A coaching institute's front desk fields the same 20 questions on WhatsApp all day: fees, batch timings, demo classes, syllabus, location. During admission season a Jaipur NEET-coaching centre we worked with was missing enquiries after 7 PM simply because nobody was on the phone. We built a WhatsApp FAQ bot on Claude Haiku and the Meta Cloud API that answers admissions questions instantly, captures the lead's name and target exam, and hands off to a human when it's unsure. One weekend, and utility-template replies inside the 24-hour window are now free. Here's the build.
~20
Repeat questions the bot now answers
₹0
Per reply inside the 24-hour service window (post Jul 2025)
24/7
After-hours enquiry capture
2 days
Weekend build to live on the number
## How do you build a WhatsApp FAQ bot for a coaching institute?
Connect the Meta WhatsApp Cloud API to a small backend, route each incoming message to Claude with the institute's fees, batches, and syllabus as context, and reply with a grounded answer. Add a confidence-based fallback that hands off to a human for anything off-script, and capture the sender's name and target exam as a lead. With the institute's number verified, a weekend is enough to ship a working v1.
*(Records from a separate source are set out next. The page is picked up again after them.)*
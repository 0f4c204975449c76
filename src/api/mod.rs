//! HTTP surface.

use axum::{
    routing::{get, post, put},
    Json, Router,
};
use std::sync::Arc;
use tower_http::{cors::CorsLayer, trace::TraceLayer};

use crate::config::Config;
use crate::notify::{Notifier, OtpStore};
use crate::services::{CatalogService, OrderService, ReturnService, UserService};
use crate::store::evidence::EvidenceStore;
use crate::store::Store;

pub mod extract;
pub mod orders;
pub mod products;
pub mod response;
pub mod returns;
pub mod users;
pub mod views;

#[derive(Clone)]
pub struct AppState {
    pub catalog: CatalogService,
    pub orders: OrderService,
    pub returns: ReturnService,
    pub users: UserService,
}

impl AppState {
    pub fn new(store: Store, notifier: Arc<dyn Notifier>, config: &Config) -> Self {
        Self {
            catalog: CatalogService::new(store.clone()),
            orders: OrderService::new(store.clone(), notifier.clone()),
            returns: ReturnService::new(store.clone(), EvidenceStore::new(&config.upload_dir), notifier.clone()),
            users: UserService::new(store, Arc::new(OtpStore::new(config.otp_ttl)), notifier),
        }
    }
}

async fn health() -> Json<serde_json::Value> {
    Json(serde_json::json!({ "success": true, "message": "healthy", "service": "eazzymart" }))
}

pub fn router(state: AppState) -> Router {
    Router::new()
        .route("/health", get(health))
        .route("/api/ping", get(health))
        .route("/api/items", get(products::list_products).post(products::create_product))
        .route("/api/items/:id", get(products::get_product).put(products::update_product).delete(products::delete_product))
        .route("/api/stock-entry", post(products::add_stock_entry))
        .route("/api/stock-report", get(products::stock_report))
        .route("/api/customer/register", post(users::register))
        .route("/api/login", post(users::login))
        .route("/api/customer/login", post(users::login))
        .route("/api/reset-password", post(users::reset_password))
        .route("/api/user", get(users::list_users).post(users::create_user))
        .route("/api/user/:id", put(users::update_user).delete(users::delete_user))
        .route("/send-otp", post(users::send_otp))
        .route("/verify-otp", post(users::verify_otp))
        .route("/api/orders", post(orders::create_order))
        .route("/api/sales", get(orders::list_sales).post(orders::create_order))
        .route("/api/sales/report", get(orders::sales_report))
        .route("/api/orders/admin", get(orders::list_admin_orders))
        .route("/api/orders/customer", get(orders::list_customer_orders))
        .route("/api/orders/:order_id", get(orders::get_order))
        .route("/api/orders/:order_id/accept", put(orders::accept_order))
        .route("/api/orders/:order_id/cancel", put(orders::cancel_order))
        .route("/api/orders/:order_id/cancel-customer", put(orders::cancel_order_by_customer))
        .route("/api/orders/:order_id/status", put(orders::advance_status))
        .route("/api/orders/:order_id/received", put(orders::mark_received))
        .route("/api/return-refund", get(returns::list_requests).post(returns::submit_request))
        .route("/api/return-refund/:id/status", put(returns::set_status))
        .layer(TraceLayer::new_for_http())
        .layer(CorsLayer::permissive())
        .with_state(state)
}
## Why this matters now (May 2026)
Two things changed the math. First, Meta's July 2025 pricing update made WhatsApp billing per-message and — this is the part that matters — made utility-template and service replies inside the 24-hour customer-service window free. That means answering a student who messaged you first costs nothing for Meta's part. Second, fast, cheap models like Claude Haiku make grounded FAQ answers affordable at a fraction of a paisa per reply. For an Indian coaching institute, where admission enquiries spike at night and on weekends, an always-on bot that captures leads is the difference between a filled batch and an empty seat. Our in-house edtech product
PenLeap taught us how parents and students actually phrase these questions — we reused that intent map here.
The timing matters because WhatsApp is where Indian admission enquiries already happen. Parents don't fill web forms or wait on hold — they message the number on the hoarding or the one a friend forwarded. Before the pricing change, automating those replies meant paying per conversation, which made an always-on bot a cost centre that finance pushed back on. Now that inbound replies inside the window are free, the objection disappears: the bot pays for itself on the first extra enrolment it catches, and everything after is upside. That shift is why a project that was hard to justify in 2024 is an easy yes in 2026.
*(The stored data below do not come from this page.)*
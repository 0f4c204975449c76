//! Product catalogue and restocking.

use chrono::{NaiveDate, Utc};
use uuid::Uuid;

use crate::domain::aggregates::{NewProduct, Product};
use crate::store::inventory::{self, StockEntry};
use crate::store::Store;
use crate::Result;

#[derive(Clone)]
pub struct CatalogService {
    store: Store,
}

impl CatalogService {
    pub fn new(store: Store) -> Self { Self { store } }

    pub async fn list_products(&self) -> Result<Vec<Product>> {
        let mut conn = self.store.pool().acquire().await?;
        inventory::list_products(&mut conn).await
    }

    pub async fn get_product(&self, id: Uuid) -> Result<Product> {
        let mut conn = self.store.pool().acquire().await?;
        inventory::get_product(&mut conn, id).await
    }

    pub async fn create_product(&self, fields: NewProduct) -> Result<Product> {
        let product = Product::create(fields, Utc::now())?;
        let mut tx = self.store.begin_write().await?;
        inventory::insert_product(tx.conn(), &product).await?;
        tx.commit().await?;
        tracing::info!(product_id = %product.id(), name = product.name(), "product created");
        Ok(product)
    }

    pub async fn update_product(&self, id: Uuid, fields: NewProduct) -> Result<Product> {
        let mut tx = self.store.begin_write().await?;
        let mut product = inventory::get_product(tx.conn(), id).await?;
        product.update(fields, Utc::now())?;
        inventory::update_product(tx.conn(), &product).await?;
        tx.commit().await?;
        Ok(product)
    }

    pub async fn delete_product(&self, id: Uuid) -> Result<()> {
        let mut tx = self.store.begin_write().await?;
        inventory::delete_product(tx.conn(), id).await?;
        tx.commit().await
    }

    /// Credits the ledger and records the restock. Returns the new stock level.
    pub async fn add_stock(&self, product_id: Uuid, quantity: i64) -> Result<i64> {
        let mut tx = self.store.begin_write().await?;
        let stock = inventory::add_stock_entry(tx.conn(), product_id, quantity, Utc::now()).await?;
        tx.commit().await?;
        tracing::info!(%product_id, quantity, stock, "stock added");
        Ok(stock)
    }

    pub async fn stock_report(&self, day: NaiveDate) -> Result<Vec<StockEntry>> {
        let mut conn = self.store.pool().acquire().await?;
        inventory::stock_entries_on(&mut conn, day).await
    }
}
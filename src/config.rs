//! Runtime configuration, read from the environment (after `.env`).

use anyhow::Context;
use std::path::PathBuf;
use std::str::FromStr;
use std::time::Duration;

#[derive(Debug, Clone)]
pub struct Config {
    pub database_url: String,
    pub database_max_connections: u32,
    pub port: u16,
    pub nats_url: Option<String>,
    pub notify_subject: String,
    pub sweep_interval: Duration,
    pub auto_deliver_after: chrono::Duration,
    pub upload_dir: PathBuf,
    pub otp_ttl: Duration,
}

impl Default for Config {
    fn default() -> Self {
        Self {
            database_url: "sqlite://grocery.db?mode=rwc".to_string(),
            database_max_connections: 5,
            port: 3000,
            nats_url: None,
            notify_subject: "eazzymart.notifications.email".to_string(),
            sweep_interval: Duration::from_secs(60 * 60),
            auto_deliver_after: chrono::Duration::hours(24),
            upload_dir: PathBuf::from("uploads"),
            otp_ttl: Duration::from_secs(5 * 60),
        }
    }
}

impl Config {
    pub fn from_env() -> anyhow::Result<Self> {
        Self::from_lookup(|name| std::env::var(name).ok())
    }

    /// Builds the config from any variable source; unset names take the defaults.
    pub fn from_lookup(var: impl Fn(&str) -> Option<String>) -> anyhow::Result<Self> {
        let defaults = Self::default();
        let sweep_secs: u64 = parse_var(&var, "SWEEP_INTERVAL_SECS", defaults.sweep_interval.as_secs())?;
        anyhow::ensure!(sweep_secs > 0, "SWEEP_INTERVAL_SECS must be at least 1");
        let deliver_hours: i64 = parse_var(&var, "AUTO_DELIVER_AFTER_HOURS", defaults.auto_deliver_after.num_hours())?;
        anyhow::ensure!(deliver_hours > 0, "AUTO_DELIVER_AFTER_HOURS must be positive");

        Ok(Self {
            database_url: var("DATABASE_URL").unwrap_or(defaults.database_url),
            database_max_connections: parse_var(&var, "DATABASE_MAX_CONNECTIONS", defaults.database_max_connections)?,
            port: parse_var(&var, "PORT", defaults.port)?,
            nats_url: var("NATS_URL").filter(|u| !u.is_empty()),
            notify_subject: var("NOTIFY_SUBJECT").unwrap_or(defaults.notify_subject),
            sweep_interval: Duration::from_secs(sweep_secs),
            auto_deliver_after: chrono::Duration::hours(deliver_hours),
            upload_dir: var("UPLOAD_DIR").map(PathBuf::from).unwrap_or(defaults.upload_dir),
            otp_ttl: Duration::from_secs(parse_var(&var, "OTP_TTL_SECS", defaults.otp_ttl.as_secs())?),
        })
    }
}

fn parse_var<T>(var: impl Fn(&str) -> Option<String>, name: &str, default: T) -> anyhow::Result<T>
where
    T: FromStr,
    T::Err: std::error::Error + Send + Sync + 'static,
{
    match var(name) {
        Some(raw) => raw.trim().parse().with_context(|| format!("invalid value for {name}: {raw:?}")),
        None => Ok(default),
    }
}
## The 4 things this bot must get right
A FAQ bot for admissions isn't a chatbot toy. Get these four right and parents trust it; get them wrong and you've automated annoyance.
🎯
Intent routing
Sort each message into fees, batches, demo booking, syllabus, location, or "other". Claude classifies intent, so phrasing like "kitni fees hai" and "what's the cost" both land on fees.
📚
A grounded knowledge base
Answers come only from the institute's real fees, batch timings, and syllabus passed as context. The bot never invents a discount or a class that doesn't exist.
🤝
A clean human fallback
When confidence is low or a parent asks something off-script ("can we pay in installments?"), the bot offers a callback and pings the admissions team — it never guesses.
📝
Lead capture
Every conversation quietly logs name, target exam, and class, then writes a lead row. A filled enquiry beats a perfect answer the institute can't follow up on.
## What you'll need
A weekend build, assuming the WhatsApp number is already verified. Verification through Meta can take a few days, so start that first.
Prerequisites
- A Meta Business account + verified WhatsApp Business number (start verification early)
- WhatsApp Cloud API access + a permanent access token
- A backend to receive webhooks (Node/Python on a ₹740/month VPS, or a serverless function)
- A Claude API key (Haiku is enough for FAQ routing)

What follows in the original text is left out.